Saved data entries:
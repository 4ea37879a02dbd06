//! Token classification and primitive literal values
//!
//! Every lexical unit a writer emits carries a [`TokenKind`]; the spacing
//! decorator keys its rule lookups on the kinds and texts of adjacent tokens.
//! [`PrimitiveValue`] covers literals whose printed form may differ from
//! their semantic value (a hex literal, a suffixed number): when the walker
//! supplies explicit literal text it is used verbatim, otherwise the writer
//! derives a canonical form from the value itself.

use serde::{Deserialize, Serialize};
use std::fmt;

/// Classification of an emitted token, fixed at emission time
#[derive(Debug, Clone, Copy, PartialEq, Eq, Hash, Serialize, Deserialize)]
#[serde(rename_all = "snake_case")]
pub enum TokenKind {
    Identifier,
    Keyword,
    Operator,
    Brace,
    Number,
    OtherLiteral,
    Comment,
    Directive,
}

impl TokenKind {
    /// Word-like tokens glue into a single token when printed adjacently,
    /// so a separating space between two of them is mandatory.
    pub fn is_word_like(self) -> bool {
        matches!(
            self,
            TokenKind::Identifier | TokenKind::Keyword | TokenKind::Number
        )
    }
}

impl fmt::Display for TokenKind {
    fn fmt(&self, f: &mut fmt::Formatter<'_>) -> fmt::Result {
        let name = match self {
            TokenKind::Identifier => "identifier",
            TokenKind::Keyword => "keyword",
            TokenKind::Operator => "operator",
            TokenKind::Brace => "brace",
            TokenKind::Number => "number",
            TokenKind::OtherLiteral => "other-literal",
            TokenKind::Comment => "comment",
            TokenKind::Directive => "directive",
        };
        write!(f, "{}", name)
    }
}

/// The child slot a token occupies in its parent node
///
/// Walkers that track slot tags pass them through; writers that do not
/// care (all of the shipped ones) ignore them. [`SlotTag::NONE`] is for
/// callers without slot information.
#[derive(Debug, Clone, Copy, PartialEq, Eq)]
pub struct SlotTag<'a>(&'a str);

impl<'a> SlotTag<'a> {
    pub const NONE: SlotTag<'static> = SlotTag("");

    pub fn new(name: &'a str) -> Self {
        SlotTag(name)
    }

    pub fn name(&self) -> &'a str {
        self.0
    }
}

impl fmt::Display for SlotTag<'_> {
    fn fmt(&self, f: &mut fmt::Formatter<'_>) -> fmt::Result {
        write!(f, "{}", self.0)
    }
}

/// A primitive literal value carried by the tree
#[derive(Debug, Clone, PartialEq, Serialize, Deserialize)]
#[serde(rename_all = "snake_case")]
pub enum PrimitiveValue {
    Null,
    Bool(bool),
    Char(char),
    Int(i64),
    Float(f64),
    Str(String),
}

impl PrimitiveValue {
    /// The token kind used for spacing when the walker does not override it
    pub fn default_kind(&self) -> TokenKind {
        match self {
            PrimitiveValue::Int(_) | PrimitiveValue::Float(_) => TokenKind::Number,
            // true/false/null print as keywords and must not glue with words
            PrimitiveValue::Null | PrimitiveValue::Bool(_) => TokenKind::Keyword,
            PrimitiveValue::Char(_) | PrimitiveValue::Str(_) => TokenKind::OtherLiteral,
        }
    }

    /// The canonical printed form, used when no explicit literal text is given
    pub fn default_text(&self) -> String {
        match self {
            PrimitiveValue::Null => "null".to_string(),
            PrimitiveValue::Bool(true) => "true".to_string(),
            PrimitiveValue::Bool(false) => "false".to_string(),
            PrimitiveValue::Char(c) => {
                let mut out = String::from('\'');
                escape_into(&mut out, *c, '\'');
                out.push('\'');
                out
            }
            PrimitiveValue::Int(n) => n.to_string(),
            PrimitiveValue::Float(x) => {
                let text = x.to_string();
                // Keep floats lexically distinct from integers
                if text.contains('.') || text.contains('e') || text.contains("inf") || text.contains("NaN") {
                    text
                } else {
                    format!("{}.0", text)
                }
            }
            PrimitiveValue::Str(s) => {
                let mut out = String::from('"');
                for c in s.chars() {
                    escape_into(&mut out, c, '"');
                }
                out.push('"');
                out
            }
        }
    }
}

fn escape_into(out: &mut String, c: char, quote: char) {
    match c {
        '\\' => out.push_str("\\\\"),
        '\n' => out.push_str("\\n"),
        '\r' => out.push_str("\\r"),
        '\t' => out.push_str("\\t"),
        c if c == quote => {
            out.push('\\');
            out.push(quote);
        }
        c if c.is_control() => {
            out.push_str(&format!("\\u{:04x}", c as u32));
        }
        c => out.push(c),
    }
}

◆ Instructions to follow
Make an exact copy of the records.

◆ Solution
repository 4ea37879a02dbd06
//! Token classification and primitive literal values
//!
//! Every lexical unit a writer emits carries a [`TokenKind`]; the spacing
//! decorator keys its rule lookups on the kinds and texts of adjacent tokens.
//! [`PrimitiveValue`] covers literals whose printed form may differ from
//! their semantic value (a hex literal, a suffixed number): when the walker
//! supplies explicit literal text it is used verbatim, otherwise the writer
//! derives a canonical form from the value itself.

use serde::{Deserialize, Serialize};
use std::fmt;

/// Classification of an emitted token, fixed at emission time
#[derive(Debug, Clone, Copy, PartialEq, Eq, Hash, Serialize, Deserialize)]
#[serde(rename_all = "snake_case")]
pub enum TokenKind {
    Identifier,
    Keyword,
    Operator,
    Brace,
    Number,
    OtherLiteral,
    Comment,
    Directive,
}

impl TokenKind {
    /// Word-like tokens glue into a single token when printed adjacently,
    /// so a separating space between two of them is mandatory.
    pub fn is_word_like(self) -> bool {
        matches!(
            self,
            TokenKind::Identifier | TokenKind::Keyword | TokenKind::Number
        )
    }
}

impl fmt::Display for TokenKind {
    fn fmt(&self, f: &mut fmt::Formatter<'_>) -> fmt::Result {
        let name = match self {
            TokenKind::Identifier => "identifier",
            TokenKind::Keyword => "keyword",
            TokenKind::Operator => "operator",
            TokenKind::Brace => "brace",
            TokenKind::Number => "number",
            TokenKind::OtherLiteral => "other-literal",
            TokenKind::Comment => "comment",
            TokenKind::Directive => "directive",
        };
        write!(f, "{}", name)
    }
}

/// The child slot a token occupies in its parent node
///
/// Walkers that track slot tags pass them through; writers that do not
/// care (all of the shipped ones) ignore them. [`SlotTag::NONE`] is for
/// callers without slot information.
#[derive(Debug, Clone, Copy, PartialEq, Eq)]
pub struct SlotTag<'a>(&'a str);

impl<'a> SlotTag<'a> {
    pub const NONE: SlotTag<'static> = SlotTag("");

    pub fn new(name: &'a str) -> Self {
        SlotTag(name)
    }

    pub fn name(&self) -> &'a str {
        self.0
    }
}

impl fmt::Display for SlotTag<'_> {
    fn fmt(&self, f: &mut fmt::Formatter<'_>) -> fmt::Result {
        write!(f, "{}", self.0)
    }
}

/// A primitive literal value carried by the tree
#[derive(Debug, Clone, PartialEq, Serialize, Deserialize)]
#[serde(rename_all = "snake_case")]
pub enum PrimitiveValue {
    Null,
    Bool(bool),
    Char(char),
    Int(i64),
    Float(f64),
    Str(String),
}

impl PrimitiveValue {
    /// The token kind used for spacing when the walker does not override it
    pub fn default_kind(&self) -> TokenKind {
        match self {
            PrimitiveValue::Int(_) | PrimitiveValue::Float(_) => TokenKind::Number,
            // true/false/null print as keywords and must not glue with words
            PrimitiveValue::Null | PrimitiveValue::Bool(_) => TokenKind::Keyword,
            PrimitiveValue::Char(_) | PrimitiveValue::Str(_) => TokenKind::OtherLiteral,
        }
    }

    /// The canonical printed form, used when no explicit literal text is given
    pub fn default_text(&self) -> String {
        match self {
            PrimitiveValue::Null => "null".to_string(),
            PrimitiveValue::Bool(true) => "true".to_string(),
            PrimitiveValue::Bool(false) => "false".to_string(),
            PrimitiveValue::Char(c) => {
                let mut out = String::from('\'');
                escape_into(&mut out, *c, '\'');
                out.push('\'');
                out
            }
            PrimitiveValue::Int(n) => n.to_string(),
            PrimitiveValue::Float(x) => {
                let text = x.to_string();
                // Keep floats lexically distinct from integers
                if text.contains('.') || text.contains('e') || text.contains("inf") || text.contains("NaN") {
                    text
                } else {
                    format!("{}.0", text)
                }
            }
            PrimitiveValue::Str(s) => {
                let mut out = String::from('"');
                for c in s.chars() {
                    escape_into(&mut out, c, '"');
                }
                out.push('"');
                out
            }
        }
    }
}

fn escape_into(out: &mut String, c: char, quote: char) {
    match c {
        '\\' => out.push_str("\\\\"),
        '\n' => out.push_str("\\n"),
        '\r' => out.push_str("\\r"),
        '\t' => out.push_str("\\t"),
        c if c == quote => {
            out.push('\\');
            out.push(quote);
        }
        c if c.is_control() => {
            out.push_str(&format!("\\u{:04x}", c as u32));
        }
        c => out.push(c),
    }
}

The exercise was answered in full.